Ce que vous retiendrez. Oui, vous goûterez au canard laqué. Mais votre souvenir le plus vif sera peut-être ce bol de nouilles avalé sur un comptoir bancal, les yeux qui piquent de piment et de poivre du Sichuan, à regarder le cuisinier jongler avec son wok dans la fumée et le vacarme de la rue.

C'est ça, manger en Chine. Pas un repas. Une expérience.

Rencontrer, plutôt qu'imaginer

Je n'ai jamais rencontré quelqu'un qui soit revenu de Chine en me parlant d'abord du visa, du VPN ou des moyens de paiement.

Pourtant, avant le départ, c'est souvent ce qui occupe toutes les conversations.

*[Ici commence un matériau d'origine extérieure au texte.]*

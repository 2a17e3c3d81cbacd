//! Product finders

use rusqlite::{params, Connection};
use tracing::warn;

use super::Store;
use crate::core::error::{LedgerError, LedgerResult};
use crate::core::filter::{Conjunction, Criterion};
use crate::entities::Product;

impl Store {
    /// Name contains `fragment`, ignoring case
    pub fn products_by_name(&self, fragment: &str) -> LedgerResult<Vec<Product>> {
        let mut filter = Conjunction::new();
        if !fragment.trim().is_empty() {
            filter.push(Criterion::contains("name_key", fragment));
        }
        self.select(&filter)
    }

    /// Unit of measure equals `unit` exactly
    pub fn products_by_unit(&self, unit: &str) -> LedgerResult<Vec<Product>> {
        self.select(&Conjunction::new().and(Criterion::equals("unit", unit)))
    }

    /// Whether a product is named exactly `name`
    pub fn product_name_exists(&self, name: &str) -> LedgerResult<bool> {
        name_taken(&self.conn, name)
    }

    /// Insert `product` unless one is already named exactly the same.
    ///
    /// The check and the write share one immediate transaction, so two
    /// concurrent callers cannot both succeed.
    pub fn insert_unique_product(&mut self, product: &Product) -> LedgerResult<()> {
        self.insert_guarded(product, |tx| {
            if name_taken(tx, &product.name)? {
                warn!(name = %product.name, "rejecting duplicate product name");
                return Err(LedgerError::conflict("product", &product.name));
            }
            Ok(())
        })
    }
}

fn name_taken(conn: &Connection, name: &str) -> LedgerResult<bool> {
    let exists: bool = conn.query_row(
        "SELECT EXISTS(SELECT 1 FROM products WHERE name = ?1)",
        params![name],
        |row| row.get(0),
    )?;
    Ok(exists)
}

Une fois sur place, ces questions disparaissent vite. Elles laissent la place à d'autres, plus difficiles à formuler. Des questions sur le pays, sur ses contradictions, sur ce qu'on croyait comprendre et qu'on comprend un peu moins en le voyant de près.

C'est peut-être ça, finalement, préparer un voyage en Chine.

Pas avoir réponse à tout avant de partir. Accepter d'arriver avec des questions, et de repartir avec d'autres.

Le pays que vous découvrirez ne ressemblera ni à celui des reportages, ni à celui des brochures d'agence. Ni même, sans doute, à celui que j'ai tenté de raconter ici. La Chine change trop vite, et porte trop de visages, pour tenir dans un article.

Alors préparez ce qui doit l'être : quelques réservations, votre téléphone, un itinéraire raisonnable.

Pour le reste, laissez un peu de place.

Car les meilleurs souvenirs de voyage trouvent rarement leur place dans un planning. Ils apparaissent entre deux stations de métro, dans un restaurant choisi au hasard, au détour d'une rue dont vous ne retiendrez jamais le nom.

Et si cet article peut vous être utile, ce n'est peut-être pas pour vous dire comment préparer la Chine.

C'est simplement pour vous rappeler qu'elle mérite d'être rencontrée avant d'être imaginée.